Try it.
What is needed is an exact retyping of the records below, from the first line through the line that contains "filename services/reconciler/src/observability.rs".

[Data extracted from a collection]
┌──

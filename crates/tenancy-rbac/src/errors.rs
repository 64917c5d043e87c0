use thiserror::Error;

#[derive(Debug, Error, PartialEq, Eq)]
pub enum RbacError {
    #[error("unknown rbac classification: {0}")]
    UnknownClass(String),
    #[error("unknown subject kind: {0}")]
    UnknownSubjectKind(String),
    #[error("unknown object kind: {0}")]
    UnknownObjectKind(String),
}

pub type RbacResult<T> = Result<T, RbacError>;
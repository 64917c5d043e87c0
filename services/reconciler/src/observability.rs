//! Observability wiring for the reconciler.
//!
//! # Purpose
//! Installs the tracing subscriber and the Prometheus metrics recorder, and
//! serves the recorder's output on `/metrics`.
//!
//! # Notes
//! Initialization is guarded by `OnceLock` to keep startup idempotent in tests.
use metrics_exporter_prometheus::PrometheusBuilder;
use metrics_exporter_prometheus::PrometheusHandle;
use std::future::Future;
use std::net::SocketAddr;
use std::sync::OnceLock;
use tracing_subscriber::EnvFilter;
use tracing_subscriber::layer::SubscriberExt;
use tracing_subscriber::util::SubscriberInitExt;

static METRICS_HANDLE: OnceLock<PrometheusHandle> = OnceLock::new();
static OBS_INIT: OnceLock<()> = OnceLock::new();

pub fn init_observability() -> PrometheusHandle {
    OBS_INIT.get_or_init(|| {
        let filter = EnvFilter::try_from_default_env().unwrap_or_else(|_| EnvFilter::new("info"));
        let fmt_layer = tracing_subscriber::fmt::layer();
        let _ = tracing_subscriber::registry()
            .with(filter)
            .with(fmt_layer)
            .try_init();
    });

    install_metrics_recorder()
}

pub fn metrics_router(handle: PrometheusHandle) -> axum::Router {
    axum::Router::new().route(
        "/metrics",
        axum::routing::get(move || async move { handle.render() }),
    )
}

pub async fn serve_metrics<F>(
    handle: PrometheusHandle,
    addr: SocketAddr,
    shutdown: F,
) -> std::io::Result<()>
where
    F: Future<Output = ()> + Send + 'static,
{
    let listener = tokio::net::TcpListener::bind(addr).await?;
    serve_metrics_with_listener(handle, listener, shutdown).await
}

async fn serve_metrics_with_listener<F>(
    handle: PrometheusHandle,
    listener: tokio::net::TcpListener,
    shutdown: F,
) -> std::io::Result<()>
where
    F: Future<Output = ()> + Send + 'static,
{
    axum::serve(listener, metrics_router(handle).into_make_service())
        .with_graceful_shutdown(shutdown)
        .await
}

fn install_metrics_recorder() -> PrometheusHandle {
    if let Some(handle) = METRICS_HANDLE.get() {
        return handle.clone();
    }
    let handle = PrometheusBuilder::new()
        .install_recorder()
        .expect("install metrics recorder");
    let _ = METRICS_HANDLE.set(handle.clone());
    handle
}

#[cfg(test)]
mod tests {
    use super::*;
    use serial_test::serial;
    use std::time::{Duration, Instant};
    use tokio::sync::oneshot;

    fn build_test_client() -> reqwest::Client {
        reqwest::Client::builder()
            .timeout(Duration::from_secs(1))
            .no_proxy()
            .redirect(reqwest::redirect::Policy::none())
            .build()
            .expect("build test client")
    }

    async fn wait_for_listen(addr: SocketAddr) -> Result<(), String> {
        let deadline = Instant::now() + Duration::from_secs(1);
        loop {
            if tokio::net::TcpStream::connect(addr).await.is_ok() {
                return Ok(());
            }
            if Instant::now() >= deadline {
                return Err(format!("server never became ready at {addr}"));
            }
            tokio::time::sleep(Duration::from_millis(10)).await;
        }
    }

    #[test]
    #[serial]
    fn install_metrics_recorder_is_cached() {
        let handle1 = install_metrics_recorder();
        let handle2 = install_metrics_recorder();
        let _ = (handle1.render(), handle2.render());
    }

    #[tokio::test(flavor = "multi_thread")]
    #[serial]
    async fn init_observability_is_idempotent() {
        let handle1 = init_observability();
        let handle2 = init_observability();
        let _ = (handle1.render(), handle2.render());
    }

    #[tokio::test(flavor = "multi_thread")]
    #[serial]
    async fn metrics_endpoint_exposes_reconcile_counters() {
        let handle = init_observability();
        metrics::counter!("tenancy_reconcile_total", "stage" => "done", "outcome" => "applied")
            .increment(1);

        let listener = tokio::net::TcpListener::bind("127.0.0.1:0")
            .await
            .expect("bind listener");
        let addr = listener.local_addr().expect("local addr");
        let (shutdown_tx, shutdown_rx) = oneshot::channel::<()>();
        let server = tokio::spawn(serve_metrics_with_listener(handle, listener, async move {
            let _ = shutdown_rx.await;
        }));
        wait_for_listen(addr).await.expect("server ready");

        let body = build_test_client()
            .get(format!("http://{addr}/metrics"))
            .send()
            .await
            .expect("GET /metrics")
            .error_for_status()
            .expect("metrics status")
            .text()
            .await
            .expect("body");
        assert!(body.contains("tenancy_reconcile_total"));

        let _ = shutdown_tx.send(());
        let _ = tokio::time::timeout(Duration::from_secs(1), server)
            .await
            .expect("server shutdown");
    }

    #[tokio::test(flavor = "multi_thread")]
    #[serial]
    async fn unknown_paths_are_not_found() {
        let handle = init_observability();
        let listener = tokio::net::TcpListener::bind("127.0.0.1:0")
            .await
            .expect("bind listener");
        let addr = listener.local_addr().expect("local addr");
        let (shutdown_tx, shutdown_rx) = oneshot::channel::<()>();
        let server = tokio::spawn(serve_metrics_with_listener(handle, listener, async move {
            let _ = shutdown_rx.await;
        }));
        wait_for_listen(addr).await.expect("server ready");

        let response = build_test_client()
            .get(format!("http://{addr}/healthz"))
            .send()
            .await
            .expect("GET /healthz");
        assert_eq!(response.status(), reqwest::StatusCode::NOT_FOUND);

        let _ = shutdown_tx.send(());
        let _ = tokio::time::timeout(Duration::from_secs(1), server)
            .await
            .expect("server shutdown");
    }
}
//! Read-modify-write helper shared by every RBAC stage.
use crate::store::{DerivedObjectStore, StoreError, StoreResult};
use tenancy_rbac::{ObjectKey, RbacObject};

#[derive(Debug, Clone, Copy, PartialEq, Eq)]
pub enum WriteOutcome {
    Created,
    Patched,
    Unchanged,
}

impl WriteOutcome {
    fn as_str(&self) -> &'static str {
        match self {
            WriteOutcome::Created => "created",
            WriteOutcome::Patched => "patched",
            WriteOutcome::Unchanged => "unchanged",
        }
    }
}

/// Fetch `key`, apply `mutate`, and write the result back.
///
/// `mutate` only sets the fields its caller owns; everything else on a stored
/// object is preserved. A missing object is created from a blank record. No
/// write happens when `mutate` leaves a stored object unchanged, and a patch
/// carries the fetched `resource_version` so concurrent writers conflict
/// instead of overwriting each other.
pub async fn create_or_patch<F>(
    store: &dyn DerivedObjectStore,
    key: ObjectKey,
    mutate: F,
) -> StoreResult<(RbacObject, WriteOutcome)>
where
    F: FnOnce(&mut RbacObject),
{
    let (object, outcome) = match store.get(&key).await {
        Ok(current) => {
            let mut desired = current.clone();
            mutate(&mut desired);
            if desired == current {
                return Ok((current, WriteOutcome::Unchanged));
            }
            (store.patch(desired).await?, WriteOutcome::Patched)
        }
        Err(StoreError::NotFound(_)) => {
            let mut fresh = RbacObject::new(key);
            mutate(&mut fresh);
            (store.create(fresh).await?, WriteOutcome::Created)
        }
        Err(err) => return Err(err),
    };
    metrics::counter!("tenancy_rbac_writes_total", "op" => outcome.as_str()).increment(1);
    tracing::debug!(object = %object.key, outcome = outcome.as_str(), "rbac object written");
    Ok((object, outcome))
}
//! Reconcile failure reporting.
//!
//! A reconcile stops at the first failing stage. The error names that stage so
//! a single log line tells an operator where convergence stopped; the wrapped
//! [`StoreError`] decides whether the scheduler should retry.
use crate::store::StoreError;
use thiserror::Error;

#[derive(Debug, Clone, Copy, PartialEq, Eq)]
pub enum Stage {
    FetchSpec,
    Finalizer,
    Namespace,
    Billing,
    SelfImpersonators,
    SudoerGroup,
    SudoerPermissions,
    DeveloperPermissions,
    ManagerPermissions,
}

impl Stage {
    pub fn as_str(&self) -> &'static str {
        match self {
            Stage::FetchSpec => "fetch_spec",
            Stage::Finalizer => "finalizer",
            Stage::Namespace => "namespace",
            Stage::Billing => "billing",
            Stage::SelfImpersonators => "self_impersonators",
            Stage::SudoerGroup => "sudoer_group",
            Stage::SudoerPermissions => "sudoer_permissions",
            Stage::DeveloperPermissions => "developer_permissions",
            Stage::ManagerPermissions => "manager_permissions",
        }
    }
}

impl std::fmt::Display for Stage {
    fn fmt(&self, f: &mut std::fmt::Formatter<'_>) -> std::fmt::Result {
        f.write_str(self.as_str())
    }
}

#[derive(Debug, Error)]
#[error("reconcile failed at {stage}: {source}")]
pub struct ReconcileError {
    pub stage: Stage,
    #[source]
    pub source: StoreError,
}

impl ReconcileError {
    pub fn new(stage: Stage, source: StoreError) -> Self {
        Self { stage, source }
    }

    pub fn is_retryable(&self) -> bool {
        self.source.is_retryable()
    }
}

/// Attach a [`Stage`] to store failures.
pub trait StageContext<T> {
    fn stage(self, stage: Stage) -> Result<T, ReconcileError>;
}

impl<T> StageContext<T> for Result<T, StoreError> {
    fn stage(self, stage: Stage) -> Result<T, ReconcileError> {
        self.map_err(|source| ReconcileError::new(stage, source))
    }
}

└──

Answer to this exercise.
filename crates/tenancy-rbac/src/errors.rs
repository 64917c5d043e87c0
use thiserror::Error;

#[derive(Debug, Error, PartialEq, Eq)]
pub enum RbacError {
    #[error("unknown rbac classification: {0}")]
    UnknownClass(String),
    #[error("unknown subject kind: {0}")]
    UnknownSubjectKind(String),
    #[error("unknown object kind: {0}")]
    UnknownObjectKind(String),
}

pub type RbacResult<T> = Result<T, RbacError>;
repository 64917c5d043e87c0
filename services/reconciler/src/observability.rs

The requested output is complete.